Just as there is no yoga pose that is perfect for every body, there is no one-size-fits-all way of eating. It’s the quality with which we eat that makes us yogis, not that we always or never eat this or that.
It’s up to each of us to claim what our body is asking for, and in addition, aim to be as aware of the consequences on others that ripple outward from the way we procure that food.
When it comes to eating meat, however, I’m under no illusion that the steak au-poivre I’m enjoying never had a face, or a family, or feelings. I’m French, Italian and Native American, three cultures that remain intimately interconnected and reverent towards everything that comes from the earth, and goes into our bodies. The relationship I have between me and my Sunday filet mignon borders on the worshipfully ecstatic.
But enough about that. Let’s get back to the chickens in the truck.
As you can see from the photo, this is a ridiculously out of hand situation. There’s nothing free-range or humane about it.
I have decided, therefore, to hug in my carnivorous side even further. I will no longer eat the stuff—unless I know where it comes from, and that somewhere is a true, local farmer. Yes, that goes for the duck rillette and all.

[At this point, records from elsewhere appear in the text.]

//! Secret / config loader.
//!
//! Named values (API credentials, prompt templates, the document-store
//! credential) live as JSON objects in a blob container. A lookup names the
//! container, the object key and optionally a field inside the object.

use async_trait::async_trait;
use serde::de::DeserializeOwned;
use serde_json::Value;
use thiserror::Error;
use tracing::debug;

#[derive(Debug, Error)]
pub enum SecretError {
    #[error("failed to read {container}/{key}: {message}")]
    Fetch {
        container: String,
        key: String,
        message: String,
    },

    #[error("{container}/{key} is not valid JSON: {source}")]
    Decode {
        container: String,
        key: String,
        #[source]
        source: serde_json::Error,
    },

    #[error("field '{field}' missing from {container}/{key}")]
    MissingField {
        container: String,
        key: String,
        field: String,
    },

    #[error("field '{field}' has unexpected shape: {source}")]
    Shape {
        field: String,
        #[source]
        source: serde_json::Error,
    },
}

#[async_trait]
pub trait SecretStore: Send + Sync {
    /// Fetches the raw bytes of one object.
    async fn fetch(&self, container: &str, key: &str) -> Result<Vec<u8>, SecretError>;

    /// Returns `field` of the JSON object at `container/key`, or the whole
    /// object when `field` is `None`.
    async fn get(
        &self,
        container: &str,
        key: &str,
        field: Option<&str>,
    ) -> Result<Value, SecretError> {
        debug!("Fetching {:?} from {container}/{key}", field);
        let bytes = self.fetch(container, key).await?;
        let mut object: Value =
            serde_json::from_slice(&bytes).map_err(|source| SecretError::Decode {
                container: container.to_string(),
                key: key.to_string(),
                source,
            })?;

        match field {
            None => Ok(object),
            Some(field) => object
                .get_mut(field)
                .filter(|v| !v.is_null())
                .map(Value::take)
                .ok_or_else(|| SecretError::MissingField {
                    container: container.to_string(),
                    key: key.to_string(),
                    field: field.to_string(),
                }),
        }
    }
}

/// Typed lookup on top of [`SecretStore::get`].
pub async fn get_typed<T: DeserializeOwned>(
    store: &dyn SecretStore,
    container: &str,
    key: &str,
    field: Option<&str>,
) -> Result<T, SecretError> {
    let value = store.get(container, key, field).await?;
    serde_json::from_value(value).map_err(|source| SecretError::Shape {
        field: field.unwrap_or("<root>").to_string(),
        source,
    })
}

/// Secret store backed by S3 objects.
pub struct S3SecretStore {
    client: aws_sdk_s3::Client,
}

impl S3SecretStore {
    pub fn new(client: aws_sdk_s3::Client) -> Self {
        Self { client }
    }
}

#[async_trait]
impl SecretStore for S3SecretStore {
    async fn fetch(&self, container: &str, key: &str) -> Result<Vec<u8>, SecretError> {
        let fetch_error = |message: String| SecretError::Fetch {
            container: container.to_string(),
            key: key.to_string(),
            message,
        };

        let object = self
            .client
            .get_object()
            .bucket(container)
            .key(key)
            .send()
            .await
            .map_err(|e| fetch_error(e.to_string()))?;

        let body = object
            .body
            .collect()
            .await
            .map_err(|e| fetch_error(e.to_string()))?;

        Ok(body.into_bytes().to_vec())
    }
}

I’m lucky in that I have a plethora of restaurants that boast slow-food, organic, small farmed menus. Still, there are many places like this one that deliver good meat and other mindfully produced goodies to your door.
Ask yourself if there are any ways, large or small, that you can do this, too. Anything helps, and you don’t have to make a radical shift to veganism to make a difference. When it comes to healing the planet and also helping yourself–to stay out of doctor’s offices and hospital beds due to obesity, toxicity, heart problems, diet-related diabetes, and all the other illnesses it brings to eat crap—take a good look around you.
This is not about eating organic as much as it is about not eating the feedlot-produced animals, or the mass-produced vegetables, fruits and grains that can be as destructive to you and the world as that big old semi full of misery you’ll find later as a $10 bucket of chicken straight from the Colonel to your table.
OK, so I ended up proselytizing you after all. But I hope it’s a bell-ringing, hand-waving, can-I-get-a-witness call not to evangelical, all-out behavior, but rather a sweet and heartfelt hymn leading you to look within, then strike your own balance around this issue. In this way, you will forge a personal path only you can walk towards more clarity and personal choice…not less.
Truckloads of creatures large and small depend on what you decide.